Their parents had emigrated from Russia. They wanted Ira, the first born, to be a pianist, but he was very shy. So his parents arranged for George to have excellent music teachers and Ira happily went to work in his father’s Turkish baths.

George dropped out of school at 15 and got a job as a song plugger. This meant he sat at a piano in a music store and played whatever sheet music the salesmen or the customers wanted to hear. His salary was $15 a week. When he was 17, George made 50¢ for a song he wrote and composed: When You Want ’Em You Can’t Get ’Em, When You’ve Got ’Em, You Don’t Want ‘Em.
From that small beginning, George went on to compose the music for 15 Broadway musicals, five musical scores for films, and two operas, including Porgy and Bess. Ira did not begin to write lyrics until he was almost 30.
In 1924, he and George collaborated on a musical comedy, Lady Be Good. That year, George also composed his first classical piece, Rhapsody in Blue. In 1932, the Gershwins, along with Morrie Ryskind and George S. Kaufman, won the first Pulitzer Prize ever given for a musical comedy, Of Thee I Sing.
For years, George and Ira cranked out songs, while George complained of “composer’s stomach.” Then George began to suffer from headaches, and he complained of smelling “burning rubber.” Medical exams showed him to be in good health, but he started to lose weight rapidly and have blackouts.
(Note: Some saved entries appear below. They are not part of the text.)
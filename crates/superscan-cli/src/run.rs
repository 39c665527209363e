//! Dispatch from parsed arguments to the core operations.

use std::path::{Path, PathBuf};

use anyhow::{bail, Context};
use rand::rngs::StdRng;
use rand::SeedableRng;
use superscan_core::tree::format_size;
use superscan_core::{
    mirror_tree, open_backend, render_tree, sample_and_download, Backend, BuiltTree, Config,
    Logger, MirrorReport, SourceKind, TracingLogger, TreeNode,
};

use crate::cli::Args;

pub async fn run(args: &Args, config: &Config) -> anyhow::Result<()> {
    let backend = open_backend(args.source, config)
        .await
        .with_context(|| format!("cannot open {} backend", args.source.description()))?;
    let source_path = args
        .path
        .clone()
        .unwrap_or_else(|| default_path(args.source, config));
    let log = TracingLogger;

    match &args.destination {
        None => {
            let built = build(backend.as_ref(), &source_path, &log).await?;
            print!("{}", render_tree(&built.root));
            println!("\n{}", tree_footer(&built.root));
        }
        Some(destination) if !args.recursive => {
            let target = download_one(backend.as_ref(), &source_path, destination).await?;
            println!("downloaded {source_path} to {}", target.display());
        }
        Some(destination) => {
            let built = build(backend.as_ref(), &source_path, &log).await?;
            print!("{}", render_tree(&built.root));
            let report = if args.sample > 0 {
                let mut rng = StdRng::from_entropy();
                sample_and_download(
                    backend.as_ref(),
                    &built.root,
                    &source_path,
                    destination,
                    args.sample,
                    &mut rng,
                    &log,
                )
                .await
            } else {
                mirror_tree(backend.as_ref(), &built.root, &source_path, destination, &log).await
            };
            println!("{}", summary_line(&report, args.sample));
            if report.has_failures() {
                tracing::warn!("some entries were not mirrored; see the errors above");
            }
        }
    }
    Ok(())
}

async fn build(
    backend: &dyn Backend,
    source_path: &str,
    log: &dyn Logger,
) -> anyhow::Result<BuiltTree> {
    let built = backend
        .build_tree(source_path, log)
        .await
        .with_context(|| format!("failed to scan '{}'", display_source(source_path)))?;
    for path in &built.incomplete {
        tracing::warn!("directory {path} could not be listed; its contents are missing");
    }
    Ok(built)
}

async fn download_one(
    backend: &dyn Backend,
    source_path: &str,
    destination: &Path,
) -> anyhow::Result<PathBuf> {
    let Some(name) = file_basename(source_path) else {
        bail!(
            "'{source_path}' names a directory\n{}",
            tips(&[
                "Use --recursive to download a directory",
                "Or give the path of a single file",
            ])
        );
    };
    tokio::fs::create_dir_all(destination)
        .await
        .with_context(|| format!("cannot create {}", destination.display()))?;
    let target = destination.join(name);
    backend
        .download_file(source_path, &target)
        .await
        .with_context(|| format!("failed to download '{source_path}'"))?;
    Ok(target)
}

/// The path scanned when `--path` is absent.
pub fn default_path(kind: SourceKind, config: &Config) -> String {
    match kind {
        SourceKind::Filesystem => String::new(),
        SourceKind::S3 => config.s3.start_path.clone(),
        SourceKind::Gcs => config.gcs.start_path.clone(),
        SourceKind::GoogleDrive => config.drive.start_path.clone(),
    }
}

/// Last component of a file path; `None` for an empty path or one ending in a separator.
pub fn file_basename(source_path: &str) -> Option<&str> {
    if source_path.is_empty() || source_path.ends_with(['/', '\\']) {
        return None;
    }
    source_path
        .rsplit(['/', '\\'])
        .next()
        .filter(|name| !name.is_empty() && *name != "." && *name != "..")
}

/// `N directories, M files, SIZE` under a listing; the root is not counted.
pub fn tree_footer(root: &TreeNode) -> String {
    let directories = root.dir_count().saturating_sub(1);
    let files = root.file_count();
    format!(
        "{directories} {}, {files} {}, {}",
        if directories == 1 { "directory" } else { "directories" },
        if files == 1 { "file" } else { "files" },
        format_size(root.total_size())
    )
}

pub fn summary_line(report: &MirrorReport, sample: usize) -> String {
    if sample > 0 {
        report.format("[SAMPLE]")
    } else {
        report.format("[MIRROR]")
    }
}

pub fn tips(lines: &[&str]) -> String {
    let mut out = String::from("Tips:");
    for line in lines {
        out.push_str("\n  - ");
        out.push_str(line);
    }
    out
}

pub fn not_found_tips() -> String {
    tips(&[
        "Verify the path exists on the selected source",
        "List the source without --destination to see what is there",
        "Check that your credentials can read this location",
    ])
}

fn display_source(source_path: &str) -> &str {
    if source_path.is_empty() {
        "."
    } else {
        source_path
    }
}
//! The backend-agnostic tree model and the code that builds and renders it.
//!
//! - [`node::TreeNode`]: an immutable file-or-directory node owning its children.
//! - [`build`]: iterative walk for backends that list one directory at a time.
//! - [`objects`]: directory synthesis from flat object-store keys.
//! - [`render`]: branch-drawn text listing.

mod arena;
pub mod build;
pub mod node;
pub mod objects;
pub mod path;
pub mod render;

pub use build::{walk_directories, BuiltTree, DirectoryLister, ListedEntry, ListingTarget};
pub use node::TreeNode;
pub use objects::{
    listing_prefix, object_key, synthesize_from_objects, ObjectLister, ObjectPage, ObjectSummary,
};
pub use path::{is_plain_segment, join_key};
pub use render::{format_size, node_label, render_tree};
//! Tree construction for flat object stores.
//!
//! Buckets have no directories, only keys. Directory nodes are synthesized
//! from key prefixes and memoized by `(parent, name)` so that every prefix
//! maps to exactly one node.

use std::collections::HashMap;

use async_trait::async_trait;

use super::arena::{NodeArena, NodeId};
use super::build::BuiltTree;
use super::path::is_plain_segment;
use crate::error::CoreResult;
use crate::log::Logger;

/// One object returned by a bucket listing.
#[derive(Debug, Clone, PartialEq, Eq)]
pub struct ObjectSummary {
    pub key: String,
    pub size: u64,
}

/// One page of a bucket listing.
#[derive(Debug, Clone, Default, PartialEq, Eq)]
pub struct ObjectPage {
    pub objects: Vec<ObjectSummary>,
    /// Token for the next page, `None` on the last one.
    pub next_page_token: Option<String>,
}

/// The listing primitive of an object-storage backend.
#[async_trait]
pub trait ObjectLister: Send + Sync {
    /// Lists objects whose key starts with `prefix`, one page at a time.
    async fn list_objects(&self, prefix: &str, page_token: Option<&str>) -> CoreResult<ObjectPage>;
}

/// Turns a user-supplied source path into a listing prefix.
///
/// A leading `/` is dropped and a non-empty prefix always ends with `/`,
/// so `data` does not also match `database/...`.
pub fn listing_prefix(source_path: &str) -> String {
    let path = source_path.trim_start_matches('/').replace('\\', "/");
    if path.is_empty() || path.ends_with('/') {
        path
    } else {
        format!("{path}/")
    }
}

/// Turns a `/`-joined source path into an object key.
///
/// Backslashes become `/` and empty segments are dropped, so `/data//x`
/// and `data\\x` both address `data/x`.
pub fn object_key(source_path: &str) -> String {
    source_path
        .replace('\\', "/")
        .split('/')
        .filter(|segment| !segment.is_empty())
        .collect::<Vec<_>>()
        .join("/")
}

/// Builds a tree from every object under `source_path`.
///
/// The root is named after the last prefix segment, or `bucket` when the
/// whole bucket is listed. Any page failure aborts the build: the listing is
/// a single root-level request. Keys with an empty, `.` or `..` segment
/// below the prefix are logged and left out.
pub async fn synthesize_from_objects(
    lister: &dyn ObjectLister,
    source_path: &str,
    bucket: &str,
    log: &dyn Logger,
) -> CoreResult<BuiltTree> {
    let prefix = listing_prefix(source_path);
    let root_name = prefix
        .trim_end_matches('/')
        .rsplit('/')
        .next()
        .filter(|segment| !segment.is_empty())
        .unwrap_or(bucket);

    let mut tree = PrefixTree::new(root_name);
    let mut page_token: Option<String> = None;
    let mut pages = 0usize;

    loop {
        let page = lister.list_objects(&prefix, page_token.as_deref()).await?;
        pages += 1;
        log.debug(&format!(
            "page {pages} of {bucket}/{prefix}: {} objects",
            page.objects.len()
        ));
        for object in &page.objects {
            if !tree.insert(&prefix, object) {
                log.error(&format!(
                    "skipping object {bucket}/{}: key does not map to a local path",
                    object.key
                ));
            }
        }
        match page.next_page_token {
            Some(token) if !token.is_empty() => page_token = Some(token),
            _ => break,
        }
    }

    Ok(BuiltTree::complete(tree.arena.into_tree()))
}

struct PrefixTree {
    arena: NodeArena,
    directories: HashMap<(NodeId, String), NodeId>,
}

impl PrefixTree {
    fn new(root_name: &str) -> Self {
        Self {
            arena: NodeArena::new(root_name),
            directories: HashMap::new(),
        }
    }

    /// Adds the nodes for one object. Returns `false` when the key was
    /// rejected; keys outside `prefix` and the prefix itself are ignored.
    fn insert(&mut self, prefix: &str, object: &ObjectSummary) -> bool {
        let Some(relative) = object.key.strip_prefix(prefix) else {
            return true;
        };
        if relative.is_empty() {
            return true;
        }

        // `a/b/` is a folder placeholder: every segment is a directory.
        let (placeholder, body) = match relative.strip_suffix('/') {
            Some(body) => (true, body),
            None => (false, relative),
        };
        let mut segments: Vec<&str> = body.split('/').collect();
        if !segments.iter().all(|segment| is_plain_segment(segment)) {
            return false;
        }
        let file_name = if placeholder { None } else { segments.pop() };

        let mut parent = NodeId::ROOT;
        for segment in segments {
            parent = self.directory(parent, segment);
        }
        if let Some(name) = file_name {
            self.arena.push_child(parent, name, false, object.size);
        }
        true
    }

    fn directory(&mut self, parent: NodeId, name: &str) -> NodeId {
        if let Some(&id) = self.directories.get(&(parent, name.to_string())) {
            return id;
        }
        let id = self.arena.push_child(parent, name, true, 0);
        self.directories.insert((parent, name.to_string()), id);
        id
    }
}

#[cfg(test)]
mod tests {
    use super::*;
    use crate::error::CoreError;
    use crate::log::NullLogger;
    use crate::mirror::mirror_tree;
    use crate::test_support::{FakeBackend, MemoryObjects};
    use crate::tree::TreeNode;

    #[test]
    fn prefix_normalization() {
        assert_eq!(listing_prefix(""), "");
        assert_eq!(listing_prefix("/"), "");
        assert_eq!(listing_prefix("data"), "data/");
        assert_eq!(listing_prefix("/data/raw/"), "data/raw/");
        assert_eq!(listing_prefix("data\\raw"), "data/raw/");
    }

    #[tokio::test]
    async fn shared_prefixes_collapse_into_one_directory() {
        let store = MemoryObjects::single_page(&[("a/b.txt", 1), ("a/c/d.txt", 2)]);
        let built = synthesize_from_objects(&store, "", "bucket", &NullLogger)
            .await
            .unwrap();

        let expected = TreeNode::dir(
            "bucket",
            vec![TreeNode::dir(
                "a",
                vec![
                    TreeNode::file("b.txt", 1),
                    TreeNode::dir("c", vec![TreeNode::file("d.txt", 2)]),
                ],
            )],
        );
        assert_eq!(built.root, expected);
        assert_eq!(built.root.dir_count(), 3);
    }

    #[tokio::test]
    async fn prefix_becomes_root_name_and_is_stripped() {
        let store = MemoryObjects::single_page(&[
            ("data/raw/", 0),
            ("data/raw/x.csv", 5),
            ("data/raw/2024/y.csv", 6),
        ]);
        let built = synthesize_from_objects(&store, "/data/raw", "bucket", &NullLogger)
            .await
            .unwrap();

        assert_eq!(store.prefixes(), vec!["data/raw/".to_string()]);
        let expected = TreeNode::dir(
            "raw",
            vec![
                TreeNode::file("x.csv", 5),
                TreeNode::dir("2024", vec![TreeNode::file("y.csv", 6)]),
            ],
        );
        assert_eq!(built.root, expected);
    }

    #[tokio::test]
    async fn placeholder_keys_create_empty_directories() {
        let store = MemoryObjects::single_page(&[("empty/", 0), ("nested/inner/", 0)]);
        let built = synthesize_from_objects(&store, "", "bucket", &NullLogger)
            .await
            .unwrap();

        let expected = TreeNode::dir(
            "bucket",
            vec![
                TreeNode::dir("empty", vec![]),
                TreeNode::dir("nested", vec![TreeNode::dir("inner", vec![])]),
            ],
        );
        assert_eq!(built.root, expected);
    }

    #[tokio::test]
    async fn hidden_keys_are_kept() {
        let store = MemoryObjects::single_page(&[(".config/settings", 9)]);
        let built = synthesize_from_objects(&store, "", "bucket", &NullLogger)
            .await
            .unwrap();
        assert_eq!(built.root.children()[0].name(), ".config");
        assert_eq!(built.root.file_count(), 1);
    }

    #[tokio::test]
    async fn pages_are_consumed_in_order() {
        let store = MemoryObjects::paged(vec![
            vec![("logs/a.log", 1), ("logs/b.log", 2)],
            vec![("logs/c.log", 3), ("top.txt", 4)],
        ]);
        let built = synthesize_from_objects(&store, "", "bucket", &NullLogger)
            .await
            .unwrap();

        assert_eq!(store.tokens(), vec![None, Some("1".to_string())]);
        let expected = TreeNode::dir(
            "bucket",
            vec![
                TreeNode::dir(
                    "logs",
                    vec![
                        TreeNode::file("a.log", 1),
                        TreeNode::file("b.log", 2),
                        TreeNode::file("c.log", 3),
                    ],
                ),
                TreeNode::file("top.txt", 4),
            ],
        );
        assert_eq!(built.root, expected);
    }

    #[tokio::test]
    async fn listing_failure_aborts() {
        let store = MemoryObjects::failing();
        let err = synthesize_from_objects(&store, "x", "bucket", &NullLogger)
            .await
            .unwrap_err();
        assert!(matches!(err, CoreError::BackendUnavailable(_)));
    }

    #[tokio::test]
    async fn keys_outside_prefix_are_ignored() {
        let store = MemoryObjects::single_page(&[("other/a", 1), ("data/b", 2)]);
        let built = synthesize_from_objects(&store, "data", "bucket", &NullLogger)
            .await
            .unwrap();
        assert_eq!(built.root, TreeNode::dir("data", vec![TreeNode::file("b", 2)]));
    }

    #[test]
    fn object_key_normalisation() {
        assert_eq!(object_key("/data/raw/x.csv"), "data/raw/x.csv");
        assert_eq!(object_key("data\\raw\\x.csv"), "data/raw/x.csv");
        assert_eq!(object_key("data//x"), "data/x");
        assert_eq!(object_key(""), "");
    }

    #[tokio::test]
    async fn traversal_keys_are_dropped() {
        let store = MemoryObjects::single_page(&[
            ("x/../../escaped.txt", 3),
            ("./here.txt", 1),
            ("a//b.txt", 1),
            ("up/../", 0),
            ("win\\..\\x", 1),
            ("ok/fine.txt", 4),
        ]);
        let built = synthesize_from_objects(&store, "", "bucket", &NullLogger)
            .await
            .unwrap();

        let expected = TreeNode::dir(
            "bucket",
            vec![TreeNode::dir("ok", vec![TreeNode::file("fine.txt", 4)])],
        );
        assert_eq!(built.root, expected);
    }

    #[tokio::test]
    async fn escaping_key_writes_nothing_outside_destination() {
        let tmp = tempfile::TempDir::new().unwrap();
        let dest = tmp.path().join("a").join("dest");
        let store = MemoryObjects::single_page(&[("x/../../escaped.txt", 3)]);
        let backend = FakeBackend::new().with_file("x/../../escaped.txt", b"abc");

        let built = synthesize_from_objects(&store, "", "bucket", &NullLogger)
            .await
            .unwrap();
        let report = mirror_tree(&backend, &built.root, "", &dest, &NullLogger).await;

        assert_eq!(report.files_attempted(), 0);
        assert!(backend.attempts().is_empty());
        assert!(!tmp.path().join("a").join("escaped.txt").exists());
        assert!(!tmp.path().join("escaped.txt").exists());
    }
}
After he passed out while working on a score, he was rushed to the hospital. There, they found and operated on the brain tumor. He did not survive. George may have had pilocytic astrocytoma, a slow-growing tumor that could have caused the feeling, all those years, that his stomach was upset.
From that 50¢ start, the Gershwins became a money-making machine. In 2005, George Gershwin was still the composer who had made the most money ever, but the copyrights on his music expired in 2007.
What might we have heard had George Gershwin lived longer!